Said out of the blue while committing adultery and I didn't know:

"I don't want to hurt you, Steady".

Me: What's that mean?

Her: Nothing. I just don't want to hurt you.

Me: There's more. What is it?

Her: Nothing more. I just don't want to hurt you.

LTA lasted another year. Guess between me and AP it was better to not hurt the AP.

After DDay(s):

Me: Why didn't you use protection? (I was demanding she get tested)

Her: He said he hasn't has sex for 18 months.

Me: His wife caught him having sex with a different woman and left him (but not before WW and AP started up). Couldn't he have caught something?

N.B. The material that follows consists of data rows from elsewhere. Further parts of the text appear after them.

use thiserror::Error;
use uuid::Uuid;

use super::record_store::StoreError;

/// Governance operation errors.
///
/// `InvariantViolation` excludes a plan rather than failing the loop;
/// `MaxRerunsExceeded` is fatal for the loop. Validation failures are
/// rejected locally and never partially applied.
#[derive(Debug, Error)]
pub enum GovernanceError {
    #[error("Validation failed: {0}")]
    Validation(String),

    #[error("Invalid metric '{name}': {value} is outside [0,1]")]
    InvalidMetric { name: String, value: f64 },

    #[error("Invalid criteria weights: sum {sum:.6} is not 1.0 within tolerance")]
    InvalidWeights { sum: f64 },

    #[error("Unknown threshold parameter: {0}")]
    UnknownThreshold(String),

    #[error("Unknown agent: {0}")]
    UnknownAgent(String),

    #[error("Unknown loop: {0}")]
    UnknownLoop(Uuid),

    #[error("Unknown contradiction: {0}")]
    UnknownContradiction(Uuid),

    #[error("Invariant violation: {0}")]
    InvariantViolation(String),

    #[error("Loop {loop_id} exceeded max reruns ({max_reruns})")]
    MaxRerunsExceeded { loop_id: Uuid, max_reruns: u32 },

    #[error("Record store error: {0}")]
    Store(#[from] StoreError),
}
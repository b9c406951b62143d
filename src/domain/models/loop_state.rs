//! Per-loop execution state.
//!
//! A `LoopState` is created when a loop starts and archived on terminal
//! status. It is mutated exclusively by the freeze controller and the
//! plan selection path during the loop's lifetime.

use serde::{Deserialize, Serialize};
use uuid::Uuid;

/// Lifecycle status of a loop.
#[derive(Debug, Clone, Copy, PartialEq, Eq, Serialize, Deserialize)]
#[serde(rename_all = "snake_case")]
pub enum LoopStatus {
    Idle,
    Looping,
    Frozen,
    Escalated,
    Completed,
    Failed,
}

impl LoopStatus {
    pub fn as_str(&self) -> &'static str {
        match self {
            Self::Idle => "idle",
            Self::Looping => "looping",
            Self::Frozen => "frozen",
            Self::Escalated => "escalated",
            Self::Completed => "completed",
            Self::Failed => "failed",
        }
    }

    /// Terminal statuses archive the loop.
    pub fn is_terminal(&self) -> bool {
        matches!(self, Self::Completed | Self::Failed)
    }
}

/// State of one plan→act→reflect cycle for an agent on a task.
#[derive(Debug, Clone, PartialEq, Serialize, Deserialize)]
pub struct LoopState {
    pub loop_id: Uuid,
    pub task_id: Uuid,
    pub agent_id: String,
    pub project_id: Uuid,
    /// Reflection confidence, [0,1].
    pub confidence_score: f64,
    /// Current trust score of the executing agent, [0,1].
    pub trust_score: f64,
    pub reflection_depth: u32,
    pub contradictions_unresolved: u32,
    /// Explicit operator bypass. Always wins over every freeze rule.
    pub manual_override: bool,
    pub rerun_count: u32,
    pub status: LoopStatus,
}

impl LoopState {
    pub fn new(task_id: Uuid, agent_id: impl Into<String>, project_id: Uuid) -> Self {
        Self {
            loop_id: Uuid::new_v4(),
            task_id,
            agent_id: agent_id.into(),
            project_id,
            confidence_score: 0.0,
            trust_score: 0.0,
            reflection_depth: 0,
            contradictions_unresolved: 0,
            manual_override: false,
            rerun_count: 0,
            status: LoopStatus::Idle,
        }
    }
}

#[cfg(test)]
mod tests {
    use super::*;

    #[test]
    fn test_terminal_statuses() {
        assert!(LoopStatus::Completed.is_terminal());
        assert!(LoopStatus::Failed.is_terminal());
        assert!(!LoopStatus::Frozen.is_terminal());
        assert!(!LoopStatus::Looping.is_terminal());
    }

    #[test]
    fn test_new_loop_defaults() {
        let state = LoopState::new(Uuid::new_v4(), "planner-1", Uuid::new_v4());
        assert_eq!(state.status, LoopStatus::Idle);
        assert_eq!(state.rerun_count, 0);
        assert!(!state.manual_override);
    }
}
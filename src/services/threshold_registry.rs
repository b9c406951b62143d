//! Threshold registry with atomic whole-table reload.
//!
//! Holds the named operational thresholds and belief definitions every
//! other governance component reads. Readers take an `Arc` snapshot, so
//! a reload can never expose a half-updated table.

use std::collections::HashMap;
use std::sync::{Arc, RwLock};

use tracing::info;

use crate::domain::models::{Belief, Threshold};
use crate::domain::ports::GovernanceError;

/// Registry of operational thresholds and beliefs.
///
/// Thresholds are immutable between reloads; beliefs are immutable for
/// the process lifetime.
pub struct ThresholdRegistry {
    table: RwLock<Arc<HashMap<String, Threshold>>>,
    beliefs: Arc<Vec<Belief>>,
}

impl ThresholdRegistry {
    /// Build a registry from an explicit threshold set.
    pub fn new(thresholds: Vec<Threshold>, beliefs: Vec<Belief>) -> Self {
        Self {
            table: RwLock::new(Arc::new(Self::index(thresholds))),
            beliefs: Arc::new(beliefs),
        }
    }

    /// Build a registry from the canonical startup table.
    pub fn with_defaults() -> Self {
        Self::new(Threshold::canonical_table(), Vec::new())
    }

    /// Canonical table with per-parameter value overrides applied.
    /// Unknown override names become new entries so deployments can add
    /// site-specific thresholds.
    pub fn with_overrides(overrides: &HashMap<String, f64>, beliefs: Vec<Belief>) -> Self {
        let mut table = Threshold::canonical_table();
        for (name, value) in overrides {
            match table.iter_mut().find(|t| &t.parameter_name == name) {
                Some(existing) => existing.value = *value,
                None => table.push(Threshold::new(name.clone(), *value, "configured override")),
            }
        }
        Self::new(table, beliefs)
    }

    fn index(thresholds: Vec<Threshold>) -> HashMap<String, Threshold> {
        thresholds
            .into_iter()
            .map(|t| (t.parameter_name.clone(), t))
            .collect()
    }

    fn snapshot(&self) -> Arc<HashMap<String, Threshold>> {
        // Lock poisoning only happens if a reader panicked while holding
        // the guard; propagating the poisoned data is still coherent
        // because the table is only ever swapped wholesale.
        match self.table.read() {
            Ok(guard) => Arc::clone(&guard),
            Err(poisoned) => Arc::clone(&poisoned.into_inner()),
        }
    }

    /// Look up a threshold value by parameter name.
    pub fn get(&self, parameter_name: &str) -> Result<f64, GovernanceError> {
        self.snapshot()
            .get(parameter_name)
            .map(|t| t.value)
            .ok_or_else(|| GovernanceError::UnknownThreshold(parameter_name.to_string()))
    }

    /// Look up a full threshold entry by parameter name.
    pub fn get_threshold(&self, parameter_name: &str) -> Result<Threshold, GovernanceError> {
        self.snapshot()
            .get(parameter_name)
            .cloned()
            .ok_or_else(|| GovernanceError::UnknownThreshold(parameter_name.to_string()))
    }

    /// All thresholds, sorted by parameter name.
    pub fn all(&self) -> Vec<Threshold> {
        let mut thresholds: Vec<_> = self.snapshot().values().cloned().collect();
        thresholds.sort_by(|a, b| a.parameter_name.cmp(&b.parameter_name));
        thresholds
    }

    /// Atomically replace the whole table. In-flight readers keep their
    /// snapshot; no partial update is ever observable.
    pub fn reload(&self, thresholds: Vec<Threshold>) {
        let next = Arc::new(Self::index(thresholds));
        let count = next.len();
        match self.table.write() {
            Ok(mut guard) => *guard = next,
            Err(poisoned) => *poisoned.into_inner() = next,
        }
        info!(thresholds = count, "threshold table reloaded");
    }

    /// Belief definitions loaded at startup.
    pub fn beliefs(&self) -> &[Belief] {
        &self.beliefs
    }

    /// Look up a belief by name.
    pub fn belief(&self, name: &str) -> Option<&Belief> {
        self.beliefs.iter().find(|b| b.name == name)
    }
}

#[cfg(test)]
mod tests {
    use super::*;
    use crate::domain::models::{params, BeliefPriority};

    #[test]
    fn test_canonical_lookup() {
        let registry = ThresholdRegistry::with_defaults();
        assert!((registry.get(params::ALIGNMENT_THRESHOLD).unwrap() - 0.75).abs() < f64::EPSILON);
        assert!((registry.get(params::MAX_RERUNS).unwrap() - 3.0).abs() < f64::EPSILON);
    }

    #[test]
    fn test_unknown_threshold() {
        let registry = ThresholdRegistry::with_defaults();
        let err = registry.get("nonexistent_threshold").unwrap_err();
        assert!(matches!(err, GovernanceError::UnknownThreshold(name) if name == "nonexistent_threshold"));
    }

    #[test]
    fn test_overrides_replace_and_extend() {
        let mut overrides = HashMap::new();
        overrides.insert(params::MAX_RERUNS.to_string(), 5.0);
        overrides.insert("site_specific".to_string(), 0.9);

        let registry = ThresholdRegistry::with_overrides(&overrides, Vec::new());
        assert!((registry.get(params::MAX_RERUNS).unwrap() - 5.0).abs() < f64::EPSILON);
        assert!((registry.get("site_specific").unwrap() - 0.9).abs() < f64::EPSILON);
        // Untouched entries keep canonical values
        assert!((registry.get(params::DRIFT_THRESHOLD).unwrap() - 0.25).abs() < f64::EPSILON);
    }

    #[test]
    fn test_reload_swaps_whole_table() {
        let registry = ThresholdRegistry::with_defaults();
        registry.reload(vec![Threshold::new("only_one", 0.1, "replacement")]);

        assert!((registry.get("only_one").unwrap() - 0.1).abs() < f64::EPSILON);
        // Old entries are gone: the swap is wholesale, not a merge
        assert!(registry.get(params::ALIGNMENT_THRESHOLD).is_err());
    }

    #[test]
    fn test_beliefs() {
        let beliefs = vec![Belief::new(
            "no-irreversible-actions",
            "Plans must not take irreversible external actions",
            BeliefPriority::Critical,
        )];
        let registry = ThresholdRegistry::new(Threshold::canonical_table(), beliefs);

        assert_eq!(registry.beliefs().len(), 1);
        let belief = registry.belief("no-irreversible-actions").unwrap();
        assert_eq!(belief.priority, BeliefPriority::Critical);
        assert!(registry.belief("missing").is_none());
    }
}
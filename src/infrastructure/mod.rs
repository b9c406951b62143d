//! Infrastructure layer module
//!
//! Adapters binding the governance engine to the outside world:
//! - Append-only JSONL record store
//! - HTTP surface (axum)
//! - Configuration management (figment)
//!
//! Infrastructure implementations satisfy the port traits defined in the
//! domain layer.

pub mod config;
pub mod http;
pub mod store;
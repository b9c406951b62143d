//! Port trait definitions (Hexagonal Architecture)
//!
//! The domain depends only on these contracts:
//! - `RecordStore`: append-only persistence for governance records
//! - `GovernanceError`: the error taxonomy surfaced to callers
//!
//! Infrastructure adapters provide the implementations.

pub mod errors;
pub mod record_store;

pub use errors::GovernanceError;
pub use record_store::{InMemoryRecordStore, RecordQuery, RecordStore, StoreError};
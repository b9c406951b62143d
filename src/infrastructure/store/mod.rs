pub mod json_log;

pub use json_log::JsonlRecordStore;
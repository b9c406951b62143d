//! Demotion events: substitution of a low-trust agent with a fallback.

use chrono::{DateTime, Utc};
use serde::{Deserialize, Serialize};
use uuid::Uuid;

#[derive(Debug, Clone, Copy, PartialEq, Eq, Serialize, Deserialize)]
#[serde(rename_all = "snake_case")]
pub enum DemotionStatus {
    Active,
    Restored,
    Reset,
}

impl DemotionStatus {
    pub fn as_str(&self) -> &'static str {
        match self {
            Self::Active => "active",
            Self::Restored => "restored",
            Self::Reset => "reset",
        }
    }
}

/// Created when an agent's trust crosses the demotion threshold.
/// At most one active demotion exists per agent at any time.
#[derive(Debug, Clone, PartialEq, Serialize, Deserialize)]
pub struct DemotionEvent {
    pub id: Uuid,
    pub agent: String,
    /// Capability-compatible agent dispatched in place of the demoted one.
    pub fallback_agent: String,
    /// Trust score at the time of the transition.
    pub trust_score: f64,
    pub reason: String,
    pub loop_id: Option<Uuid>,
    pub status: DemotionStatus,
    /// Whether this transition was forced by an operator rather than the
    /// trust check.
    pub manual: bool,
    pub timestamp: DateTime<Utc>,
}

impl DemotionEvent {
    pub fn new(
        agent: impl Into<String>,
        fallback_agent: impl Into<String>,
        trust_score: f64,
        reason: impl Into<String>,
        loop_id: Option<Uuid>,
    ) -> Self {
        Self {
            id: Uuid::new_v4(),
            agent: agent.into(),
            fallback_agent: fallback_agent.into(),
            trust_score,
            reason: reason.into(),
            loop_id,
            status: DemotionStatus::Active,
            manual: false,
            timestamp: Utc::now(),
        }
    }

    pub fn is_active(&self) -> bool {
        self.status == DemotionStatus::Active
    }
}

#[cfg(test)]
mod tests {
    use super::*;

    #[test]
    fn test_new_demotion_is_active() {
        let event = DemotionEvent::new("planner-1", "planner-2", 0.42, "trust below threshold", None);
        assert!(event.is_active());
        assert!(!event.manual);
        assert_eq!(event.fallback_agent, "planner-2");
    }
}
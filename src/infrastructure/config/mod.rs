//! Layered configuration loading with figment.
//!
//! Defaults, then project YAML files, then `LOOPGATE_` environment
//! variables, with validation before the config is handed out.

pub mod loader;

pub use loader::{ConfigError, ConfigLoader};
//! Loopgate - Loop Governance & Trust-Gated Execution Control
//!
//! Loopgate decides whether an agent's plan→act→reflect loop may execute,
//! must freeze pending re-reflection, or requires operator escalation. It
//! maintains trust scores per agent, demotes and restores agents around a
//! configurable trust threshold, selects among candidate plans with
//! weighted criteria, and keeps an append-only audit log of every
//! governance decision.
//!
//! # Architecture
//!
//! This crate follows Clean Architecture / Hexagonal Architecture principles:
//!
//! - **Domain Layer** (`domain`): Pure governance models and ports
//! - **Application Layer** (`application`): The `LoopGovernor` facade
//! - **Service Layer** (`services`): Threshold registry, trust evaluator,
//!   demotion manager, freeze controller, plan selector, escalation handler
//! - **Infrastructure Layer** (`infrastructure`): JSONL record store,
//!   HTTP surface, configuration loading
//! - **CLI Layer** (`cli`): Command-line interface
//!
//! # Example
//!
//! ```ignore
//! use loopgate::application::LoopGovernor;
//!
//! #[tokio::main]
//! async fn main() -> anyhow::Result<()> {
//!     // Build a governor over a record store and start evaluating loops
//!     Ok(())
//! }
//! ```

pub mod application;
pub mod cli;
pub mod domain;
pub mod infrastructure;
pub mod services;

// Re-export commonly used types for convenience
pub use application::LoopGovernor;
pub use domain::models::{
    Config, CriteriaWeights, ExecutionStatus, FreezeEvent, GovernanceRecord, LoopState, LoopStatus,
    Plan, TrustEvent, TrustMetrics,
};
pub use domain::ports::{GovernanceError, InMemoryRecordStore, RecordQuery, RecordStore};
pub use infrastructure::config::{ConfigError, ConfigLoader};
pub use infrastructure::store::JsonlRecordStore;
pub use services::{
    DemotionManager, EscalationHandler, FreezeController, PlanSelector, ThresholdRegistry,
    TrustEvaluator,
};
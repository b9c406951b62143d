//! RecordStore port for append-only governance record persistence.
//!
//! Defines the interface every store implementation must satisfy, plus an
//! in-memory implementation used by tests and ephemeral deployments.

use async_trait::async_trait;
use thiserror::Error;
use uuid::Uuid;

use crate::domain::models::{GovernanceRecord, RecordFamily, RecordKind};

/// Error type for record store operations.
#[derive(Debug, Error)]
pub enum StoreError {
    #[error("Failed to append record: {0}")]
    Append(String),

    #[error("Failed to query records: {0}")]
    Query(String),

    #[error("Serialization error: {0}")]
    Serialization(String),

    #[error("I/O error: {0}")]
    Io(String),
}

/// Query parameters for record retrieval.
#[derive(Debug, Clone, Default)]
pub struct RecordQuery {
    /// Filter by collection family.
    pub family: Option<RecordFamily>,
    /// Filter by record kind.
    pub kind: Option<RecordKind>,
    /// Filter by loop ID.
    pub loop_id: Option<Uuid>,
    /// Filter by agent.
    pub agent: Option<String>,
    /// Maximum number of records to return.
    pub limit: Option<usize>,
    /// Sort order (true = oldest first, false = newest first).
    pub ascending: bool,
}

impl RecordQuery {
    pub fn new() -> Self {
        Self::default()
    }

    pub fn family(mut self, family: RecordFamily) -> Self {
        self.family = Some(family);
        self
    }

    pub fn kind(mut self, kind: RecordKind) -> Self {
        self.kind = Some(kind);
        self
    }

    pub fn loop_id(mut self, id: Uuid) -> Self {
        self.loop_id = Some(id);
        self
    }

    pub fn agent(mut self, agent: impl Into<String>) -> Self {
        self.agent = Some(agent.into());
        self
    }

    pub fn limit(mut self, limit: usize) -> Self {
        self.limit = Some(limit);
        self
    }

    pub fn ascending(mut self) -> Self {
        self.ascending = true;
        self
    }

    pub fn descending(mut self) -> Self {
        self.ascending = false;
        self
    }

    fn matches(&self, record: &GovernanceRecord) -> bool {
        if let Some(family) = self.family {
            if record.payload.family() != family {
                return false;
            }
        }
        if let Some(kind) = self.kind {
            if record.payload.kind() != kind {
                return false;
            }
        }
        if let Some(loop_id) = self.loop_id {
            if record.payload.loop_id() != Some(loop_id) {
                return false;
            }
        }
        if let Some(agent) = &self.agent {
            if record.payload.agent() != Some(agent.as_str()) {
                return false;
            }
        }
        true
    }
}

/// Trait for append-only record persistence implementations.
///
/// Implementations never rewrite stored records; state transitions are
/// modeled by appending new records.
#[async_trait]
pub trait RecordStore: Send + Sync {
    /// Append a record to its collection.
    async fn append(&self, record: &GovernanceRecord) -> Result<(), StoreError>;

    /// Query records, filtered and ordered by insertion time.
    async fn query(&self, query: RecordQuery) -> Result<Vec<GovernanceRecord>, StoreError>;

    /// Count total records across all collections.
    async fn count(&self) -> Result<u64, StoreError>;
}

/// Shared helper: filter, order and truncate a record slice per query.
pub(crate) fn apply_query(records: &[GovernanceRecord], query: &RecordQuery) -> Vec<GovernanceRecord> {
    let mut result: Vec<_> = records.iter().filter(|r| query.matches(r)).cloned().collect();

    if query.ascending {
        result.sort_by_key(|r| r.timestamp);
    } else {
        result.sort_by_key(|r| std::cmp::Reverse(r.timestamp));
    }

    if let Some(limit) = query.limit {
        result.truncate(limit);
    }

    result
}

/// In-memory record store for tests and ephemeral runs.
#[derive(Debug, Default)]
pub struct InMemoryRecordStore {
    records: tokio::sync::RwLock<Vec<GovernanceRecord>>,
}

impl InMemoryRecordStore {
    pub fn new() -> Self {
        Self::default()
    }
}

#[async_trait]
impl RecordStore for InMemoryRecordStore {
    async fn append(&self, record: &GovernanceRecord) -> Result<(), StoreError> {
        let mut records = self.records.write().await;
        records.push(record.clone());
        Ok(())
    }

    async fn query(&self, query: RecordQuery) -> Result<Vec<GovernanceRecord>, StoreError> {
        let records = self.records.read().await;
        Ok(apply_query(&records, &query))
    }

    async fn count(&self) -> Result<u64, StoreError> {
        let records = self.records.read().await;
        Ok(records.len() as u64)
    }
}
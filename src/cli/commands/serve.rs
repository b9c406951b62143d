//! `serve` command: run the governance HTTP server.

use std::path::PathBuf;

use anyhow::Result;
use clap::Args;
use tracing::info;

use crate::infrastructure::http;

#[derive(Args, Debug)]
pub struct ServeArgs {
    /// Bind host (overrides config)
    #[arg(long)]
    pub host: Option<String>,

    /// Bind port (overrides config)
    #[arg(short, long)]
    pub port: Option<u16>,
}

pub async fn execute(args: ServeArgs, config_path: Option<PathBuf>) -> Result<()> {
    let config = super::load_config(config_path.as_deref())?;
    let governor = super::build_governor(&config).await?;

    let host = args.host.unwrap_or_else(|| config.server.host.clone());
    let port = args.port.unwrap_or(config.server.port);

    info!(log_dir = %config.storage.log_dir, "starting governance server");
    http::serve(governor, &host, port).await
}
//! Append-only JSONL record store.
//!
//! One file per record family under the configured log directory, one
//! JSON document per line. Records are never rewritten; state transitions
//! append new lines. All records are cached in memory at open, so queries
//! never touch the disk.

use std::path::{Path, PathBuf};

use async_trait::async_trait;
use tokio::fs::OpenOptions;
use tokio::io::AsyncWriteExt;
use tokio::sync::Mutex;
use tracing::{info, warn};

use crate::domain::models::{GovernanceRecord, RecordFamily};
use crate::domain::ports::record_store::apply_query;
use crate::domain::ports::{RecordQuery, RecordStore, StoreError};

/// File-backed record store, one JSONL file per family.
pub struct JsonlRecordStore {
    dir: PathBuf,
    /// Full record cache. The lock also serializes appends so lines
    /// never interleave.
    cache: Mutex<Vec<GovernanceRecord>>,
}

impl JsonlRecordStore {
    /// Open (or create) the store under `dir`, replaying every family
    /// file into the cache. A torn final line from an interrupted append
    /// is skipped with a warning rather than failing the open.
    pub async fn open(dir: impl AsRef<Path>) -> Result<Self, StoreError> {
        let dir = dir.as_ref().to_path_buf();
        tokio::fs::create_dir_all(&dir)
            .await
            .map_err(|e| StoreError::Io(format!("create {}: {e}", dir.display())))?;

        let mut records = Vec::new();
        for family in RecordFamily::ALL {
            let path = Self::family_path(&dir, family);
            if !path.exists() {
                continue;
            }
            let contents = tokio::fs::read_to_string(&path)
                .await
                .map_err(|e| StoreError::Io(format!("read {}: {e}", path.display())))?;
            for (line_no, line) in contents.lines().enumerate() {
                if line.trim().is_empty() {
                    continue;
                }
                match serde_json::from_str::<GovernanceRecord>(line) {
                    Ok(record) => records.push(record),
                    Err(e) => {
                        warn!(
                            file = %path.display(),
                            line = line_no + 1,
                            error = %e,
                            "skipping unreadable record line"
                        );
                    }
                }
            }
        }
        records.sort_by_key(|r| r.timestamp);
        info!(dir = %dir.display(), records = records.len(), "record store opened");

        Ok(Self {
            dir,
            cache: Mutex::new(records),
        })
    }

    fn family_path(dir: &Path, family: RecordFamily) -> PathBuf {
        dir.join(format!("{}.jsonl", family.as_str()))
    }
}

#[async_trait]
impl RecordStore for JsonlRecordStore {
    async fn append(&self, record: &GovernanceRecord) -> Result<(), StoreError> {
        let mut line = serde_json::to_string(record)
            .map_err(|e| StoreError::Serialization(e.to_string()))?;
        line.push('\n');

        let path = Self::family_path(&self.dir, record.payload.family());
        let mut cache = self.cache.lock().await;

        let mut file = OpenOptions::new()
            .create(true)
            .append(true)
            .open(&path)
            .await
            .map_err(|e| StoreError::Io(format!("open {}: {e}", path.display())))?;
        file.write_all(line.as_bytes())
            .await
            .map_err(|e| StoreError::Append(format!("write {}: {e}", path.display())))?;
        file.flush()
            .await
            .map_err(|e| StoreError::Append(format!("flush {}: {e}", path.display())))?;

        cache.push(record.clone());
        Ok(())
    }

    async fn query(&self, query: RecordQuery) -> Result<Vec<GovernanceRecord>, StoreError> {
        let cache = self.cache.lock().await;
        Ok(apply_query(&cache, &query))
    }

    async fn count(&self) -> Result<u64, StoreError> {
        let cache = self.cache.lock().await;
        Ok(cache.len() as u64)
    }
}

#[cfg(test)]
mod tests {
    use super::*;
    use crate::domain::models::{RecordKind, RecordPayload, RejectionRecord};
    use uuid::Uuid;

    fn rejection(loop_id: Uuid) -> GovernanceRecord {
        GovernanceRecord::new(RecordPayload::Rejection(RejectionRecord::new(
            Uuid::new_v4(),
            loop_id,
            Uuid::new_v4(),
            "weighted score below selection threshold",
        )))
    }

    #[tokio::test]
    async fn test_append_and_reopen() {
        let dir = tempfile::tempdir().unwrap();
        let loop_id = Uuid::new_v4();

        let store = JsonlRecordStore::open(dir.path()).await.unwrap();
        store.append(&rejection(loop_id)).await.unwrap();
        store.append(&rejection(loop_id)).await.unwrap();
        assert_eq!(store.count().await.unwrap(), 2);
        drop(store);

        let reopened = JsonlRecordStore::open(dir.path()).await.unwrap();
        assert_eq!(reopened.count().await.unwrap(), 2);
        let records = reopened
            .query(RecordQuery::new().kind(RecordKind::Rejection).loop_id(loop_id))
            .await
            .unwrap();
        assert_eq!(records.len(), 2);
    }

    #[tokio::test]
    async fn test_torn_line_skipped_on_open() {
        let dir = tempfile::tempdir().unwrap();
        let store = JsonlRecordStore::open(dir.path()).await.unwrap();
        store.append(&rejection(Uuid::new_v4())).await.unwrap();
        drop(store);

        // Simulate an interrupted append
        let path = dir.path().join("plans.jsonl");
        let mut contents = std::fs::read_to_string(&path).unwrap();
        contents.push_str("{\"id\":\"truncat");
        std::fs::write(&path, contents).unwrap();

        let reopened = JsonlRecordStore::open(dir.path()).await.unwrap();
        assert_eq!(reopened.count().await.unwrap(), 1);
    }

    #[tokio::test]
    async fn test_families_land_in_separate_files() {
        use crate::domain::models::{FreezeEvent, LoopState, RequiredAction};

        let dir = tempfile::tempdir().unwrap();
        let store = JsonlRecordStore::open(dir.path()).await.unwrap();

        let state = LoopState::new(Uuid::new_v4(), "agent-a", Uuid::new_v4());
        store.append(&rejection(state.loop_id)).await.unwrap();
        store
            .append(&GovernanceRecord::new(RecordPayload::Freeze(FreezeEvent::new(
                state.loop_id,
                "trust breakdown",
                RequiredAction::OperatorOverride,
                &state,
            ))))
            .await
            .unwrap();

        assert!(dir.path().join("plans.jsonl").exists());
        assert!(dir.path().join("freeze.jsonl").exists());
    }
}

Her: Well, nothing showed up in 18 months.

Me: You believed him. Do you remember the sex ed classes our daughters took in high school about STDs and how they might not show up?

Her: silence.

I guess they were safe because he had a vasectomy and she had her tubes tied.

Me: You were very vulnerable - marriage, his supervisor so you would be fired, reputation, daughters. He had no risk.

Her: I was never afraid of him doing something.

Me: Why did you threaten him that you would go to the CRA with information you knew of him cheating on his taxes?

Her: I was afraid he might tell you and others about what we were doing.

Me: Why did you agree for him to come to your hotel room at 5 in the morning when you wanted to sleep? (happened twice according to WW)

Her: I was afraid if I didn't he would come to my door and raise a ruckus and others would find out what we were doing.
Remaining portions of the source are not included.